• **HOW TO COMPLETE THIS TASK**: Return, from the material below, each line in which "parse" occurs.

• **EXERCISE MATERIAL**:
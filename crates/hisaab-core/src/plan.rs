//! # Plan Policy
//!
//! Pure mapping from plan tier to capability limits.
//!
//! ## Tier Table
//! ```text
//! ┌─────────────────────────────────────────────────────────────────────────┐
//! │                         Plan Limits                                     │
//! │                                                                         │
//! │  Capability               FREE          PREMIUM                         │
//! │  ─────────────────────    ──────────    ──────────                      │
//! │  max_staff                3             30                              │
//! │  advanced attendance      ✗             ✓                              │
//! │  advanced analytics       ✗             ✓                              │
//! │  geo-fencing              ✗             ✓                              │
//! │  face verification        ✗             ✓                              │
//! │  export (Excel/PDF)       ✗             ✓                              │
//! │  leaderboards             ✗             ✓                              │
//! │  trend analysis           ✗             ✓                              │
//! │  EBITDA / PAT             ✗             ✓                              │
//! │                                                                         │
//! │  Invariant: FREE ⊆ PREMIUM for every capability                        │
//! └─────────────────────────────────────────────────────────────────────────┘
//! ```

use serde::{Deserialize, Serialize};
use ts_rs::TS;

use crate::error::{CoreError, CoreResult};

// =============================================================================
// Plan Tier
// =============================================================================

/// Subscription tier of a business. Exactly two values exist.
#[derive(Debug, Clone, Copy, PartialEq, Eq, Hash, Default, Serialize, Deserialize, TS)]
#[cfg_attr(feature = "sqlx", derive(sqlx::Type))]
#[cfg_attr(feature = "sqlx", sqlx(rename_all = "UPPERCASE"))]
#[ts(export)]
#[serde(rename_all = "UPPERCASE")]
pub enum PlanTier {
    #[default]
    Free,
    Premium,
}

impl PlanTier {
    /// Returns the capability limits for this tier.
    pub fn limits(self) -> PlanLimits {
        limits_for(self)
    }

    pub fn as_str(&self) -> &'static str {
        match self {
            PlanTier::Free => "FREE",
            PlanTier::Premium => "PREMIUM",
        }
    }
}

impl std::fmt::Display for PlanTier {
    fn fmt(&self, f: &mut std::fmt::Formatter<'_>) -> std::fmt::Result {
        f.write_str(self.as_str())
    }
}

impl std::str::FromStr for PlanTier {
    type Err = CoreError;

    fn from_str(s: &str) -> Result<Self, Self::Err> {
        match s.to_uppercase().as_str() {
            "FREE" => Ok(PlanTier::Free),
            "PREMIUM" => Ok(PlanTier::Premium),
            other => Err(CoreError::Validation(
                crate::error::ValidationError::InvalidFormat {
                    field: "plan".to_string(),
                    reason: format!("unknown plan tier '{}', expected FREE or PREMIUM", other),
                },
            )),
        }
    }
}

// =============================================================================
// Plan Limits
// =============================================================================

/// Capability limits derived from a plan tier. Never persisted.
#[derive(Debug, Clone, Copy, PartialEq, Eq, Serialize, Deserialize, TS)]
#[ts(export)]
pub struct PlanLimits {
    /// Maximum number of ACTIVE staff members.
    pub max_staff: u32,
    pub has_advanced_attendance: bool,
    pub has_advanced_analytics: bool,
    pub has_geo_fencing: bool,
    pub has_face_verification: bool,
    pub has_export_features: bool,
    pub has_leaderboards: bool,
    pub has_trend_analysis: bool,
    pub has_full_notifications: bool,
    pub has_ebitda_calculation: bool,
    pub has_pat_calculation: bool,
}

const FREE_LIMITS: PlanLimits = PlanLimits {
    max_staff: 3,
    has_advanced_attendance: false,
    has_advanced_analytics: false,
    has_geo_fencing: false,
    has_face_verification: false,
    has_export_features: false,
    has_leaderboards: false,
    has_trend_analysis: false,
    has_full_notifications: false,
    has_ebitda_calculation: false,
    has_pat_calculation: false,
};

const PREMIUM_LIMITS: PlanLimits = PlanLimits {
    max_staff: 30,
    has_advanced_attendance: true,
    has_advanced_analytics: true,
    has_geo_fencing: true,
    has_face_verification: true,
    has_export_features: true,
    has_leaderboards: true,
    has_trend_analysis: true,
    has_full_notifications: true,
    has_ebitda_calculation: true,
    has_pat_calculation: true,
};

/// Returns the limits for a tier.
pub const fn limits_for(tier: PlanTier) -> PlanLimits {
    match tier {
        PlanTier::Free => FREE_LIMITS,
        PlanTier::Premium => PREMIUM_LIMITS,
    }
}

/// A boolean capability gated by plan tier.
#[derive(Debug, Clone, Copy, PartialEq, Eq, Serialize, Deserialize, TS)]
#[ts(export)]
#[serde(rename_all = "kebab-case")]
pub enum Capability {
    AdvancedAttendance,
    AdvancedAnalytics,
    GeoFencing,
    FaceVerification,
    ExportFeatures,
    Leaderboards,
    TrendAnalysis,
    FullNotifications,
    EbitdaCalculation,
    PatCalculation,
}

impl Capability {
    /// Every capability, for exhaustive checks.
    pub const ALL: [Capability; 10] = [
        Capability::AdvancedAttendance,
        Capability::AdvancedAnalytics,
        Capability::GeoFencing,
        Capability::FaceVerification,
        Capability::ExportFeatures,
        Capability::Leaderboards,
        Capability::TrendAnalysis,
        Capability::FullNotifications,
        Capability::EbitdaCalculation,
        Capability::PatCalculation,
    ];

    /// Maps a UI feature id to its capability.
    ///
    /// Unknown ids return `None` (they are not plan-gated).
    pub fn from_feature_id(id: &str) -> Option<Self> {
        match id {
            "advanced-attendance" => Some(Capability::AdvancedAttendance),
            "advanced-analytics" => Some(Capability::AdvancedAnalytics),
            "geo-fencing" => Some(Capability::GeoFencing),
            "face-verification" => Some(Capability::FaceVerification),
            "export-features" => Some(Capability::ExportFeatures),
            "leaderboards" => Some(Capability::Leaderboards),
            "trend-analysis" => Some(Capability::TrendAnalysis),
            "full-notifications" => Some(Capability::FullNotifications),
            "ebitda-calculation" => Some(Capability::EbitdaCalculation),
            "pat-calculation" => Some(Capability::PatCalculation),
            _ => None,
        }
    }
}

impl PlanLimits {
    /// Checks whether a capability is enabled.
    pub fn allows(&self, capability: Capability) -> bool {
        match capability {
            Capability::AdvancedAttendance => self.has_advanced_attendance,
            Capability::AdvancedAnalytics => self.has_advanced_analytics,
            Capability::GeoFencing => self.has_geo_fencing,
            Capability::FaceVerification => self.has_face_verification,
            Capability::ExportFeatures => self.has_export_features,
            Capability::Leaderboards => self.has_leaderboards,
            Capability::TrendAnalysis => self.has_trend_analysis,
            Capability::FullNotifications => self.has_full_notifications,
            Capability::EbitdaCalculation => self.has_ebitda_calculation,
            Capability::PatCalculation => self.has_pat_calculation,
        }
    }
}

/// Returns true if the feature id is available on the tier.
///
/// Feature ids that are not plan-gated are available everywhere.
pub fn is_feature_available(tier: PlanTier, feature_id: &str) -> bool {
    match Capability::from_feature_id(feature_id) {
        Some(capability) => tier.limits().allows(capability),
        None => true,
    }
}

// =============================================================================
// Premium Feature Catalogue
// =============================================================================

/// Category a premium feature is listed under.
#[derive(Debug, Clone, Copy, PartialEq, Eq, Serialize, Deserialize, TS)]
#[ts(export)]
#[serde(rename_all = "snake_case")]
pub enum FeatureCategory {
    Analytics,
    Staff,
    Communication,
    Reports,
}

/// A premium-only feature shown on the upgrade screen.
#[derive(Debug, Clone, Copy, PartialEq, Eq, Serialize)]
pub struct PremiumFeature {
    pub id: &'static str,
    pub name: &'static str,
    pub description: &'static str,
    pub category: FeatureCategory,
}

/// Attendance-related premium features.
pub const PREMIUM_FEATURES: &[PremiumFeature] = &[
    PremiumFeature {
        id: "advanced-attendance",
        name: "Advanced Staff Attendance",
        description: "Detailed attendance tracking with location, overtime, and reports",
        category: FeatureCategory::Staff,
    },
    PremiumFeature {
        id: "advanced-analytics",
        name: "Advanced Analytics",
        description: "Gross/net profit, EBITDA, PAT calculations with detailed insights",
        category: FeatureCategory::Analytics,
    },
    PremiumFeature {
        id: "leaderboards",
        name: "Staff Leaderboards",
        description: "Performance rankings and achievement tracking",
        category: FeatureCategory::Staff,
    },
    PremiumFeature {
        id: "trend-analysis",
        name: "Trend Analysis",
        description: "Month-over-month attendance and punctuality trends",
        category: FeatureCategory::Analytics,
    },
    PremiumFeature {
        id: "export-features",
        name: "Export to Excel/PDF",
        description: "Export reports and data in multiple formats",
        category: FeatureCategory::Reports,
    },
    PremiumFeature {
        id: "full-notifications",
        name: "Full Notification System",
        description: "In-app notifications with categories and read tracking",
        category: FeatureCategory::Communication,
    },
    PremiumFeature {
        id: "extended-staff",
        name: "Up to 30 Staff Members",
        description: "Manage larger teams with extended staff limits",
        category: FeatureCategory::Staff,
    },
];

/// Premium features in one category.
pub fn features_in(category: FeatureCategory) -> impl Iterator<Item = &'static PremiumFeature> {
    PREMIUM_FEATURES
        .iter()
        .filter(move |feature| feature.category == category)
}

// =============================================================================
// Headcount Gate
// =============================================================================

/// Outcome of the staff headcount check.
#[derive(Debug, Clone, Copy, PartialEq, Eq, Serialize, Deserialize, TS)]
#[ts(export)]
pub struct HeadcountCheck {
    pub plan: PlanTier,
    pub allowed: bool,
    pub current_active_count: u32,
    pub max_allowed: u32,
}

impl HeadcountCheck {
    /// Converts a failed check into `StaffLimitReached`.
    pub fn ensure_allowed(self) -> CoreResult<()> {
        if self.allowed {
            return Ok(());
        }

        Err(CoreError::StaffLimitReached {
            plan: self.plan,
            current_active_count: self.current_active_count,
            max_allowed: self.max_allowed,
        })
    }

    /// Upgrade prompt shown when the gate is closed.
    pub fn message(&self) -> Option<String> {
        if self.allowed {
            return None;
        }

        Some(format!(
            "Staff limit reached for {} plan ({} max). Upgrade to Premium for up to {} staff members.",
            self.plan,
            self.max_allowed,
            PREMIUM_LIMITS.max_staff
        ))
    }
}

/// Checks whether one more staff member may become active.
///
/// `allowed` is `current_active_count < max_staff`.
pub fn check_headcount(tier: PlanTier, current_active_count: u32) -> HeadcountCheck {
    let max_allowed = tier.limits().max_staff;

    HeadcountCheck {
        plan: tier,
        allowed: current_active_count < max_allowed,
        current_active_count,
        max_allowed,
    }
}

// =============================================================================
// Unit Tests
// =============================================================================

#[cfg(test)]
mod tests {
    use super::*;

    #[test]
    fn test_premium_is_superset_of_free() {
        let free = limits_for(PlanTier::Free);
        let premium = limits_for(PlanTier::Premium);

        for capability in Capability::ALL {
            if free.allows(capability) {
                assert!(premium.allows(capability), "{:?} lost on PREMIUM", capability);
            }
        }
        assert!(premium.max_staff >= free.max_staff);
    }

    #[test]
    fn test_tier_limits() {
        assert_eq!(PlanTier::Free.limits().max_staff, 3);
        assert_eq!(PlanTier::Premium.limits().max_staff, 30);
        assert!(!PlanTier::Free.limits().has_advanced_attendance);
        assert!(PlanTier::Premium.limits().has_advanced_attendance);
    }

    #[test]
    fn test_headcount_gate_at_limit() {
        let check = check_headcount(PlanTier::Free, 3);
        assert!(!check.allowed);
        assert_eq!(check.current_active_count, 3);
        assert_eq!(check.max_allowed, 3);
        assert!(check.message().is_some());

        match check.ensure_allowed() {
            Err(CoreError::StaffLimitReached {
                current_active_count,
                max_allowed,
                ..
            }) => {
                assert_eq!(current_active_count, 3);
                assert_eq!(max_allowed, 3);
            }
            other => panic!("expected StaffLimitReached, got {:?}", other),
        }
    }

    #[test]
    fn test_headcount_gate_premium_has_room() {
        let check = check_headcount(PlanTier::Premium, 3);
        assert!(check.allowed);
        assert_eq!(check.max_allowed, 30);
        assert!(check.ensure_allowed().is_ok());
        assert!(check.message().is_none());
    }

    #[test]
    fn test_feature_availability() {
        assert!(!is_feature_available(PlanTier::Free, "leaderboards"));
        assert!(is_feature_available(PlanTier::Premium, "leaderboards"));
        // Not gated
        assert!(is_feature_available(PlanTier::Free, "basic-attendance"));
    }

    #[test]
    fn test_plan_tier_parsing() {
        assert_eq!("free".parse::<PlanTier>().unwrap(), PlanTier::Free);
        assert_eq!("PREMIUM".parse::<PlanTier>().unwrap(), PlanTier::Premium);
        assert!("gold".parse::<PlanTier>().is_err());
        assert_eq!(PlanTier::default(), PlanTier::Free);
    }

    #[test]
    fn test_features_by_category() {
        let staff: Vec<_> = features_in(FeatureCategory::Staff).map(|f| f.id).collect();
        assert!(staff.contains(&"leaderboards"));
        assert!(!staff.contains(&"trend-analysis"));
    }
}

• **FINISHED EXERCISE**:
        assert_eq!("free".parse::<PlanTier>().unwrap(), PlanTier::Free);
        assert_eq!("PREMIUM".parse::<PlanTier>().unwrap(), PlanTier::Premium);
        assert!("gold".parse::<PlanTier>().is_err());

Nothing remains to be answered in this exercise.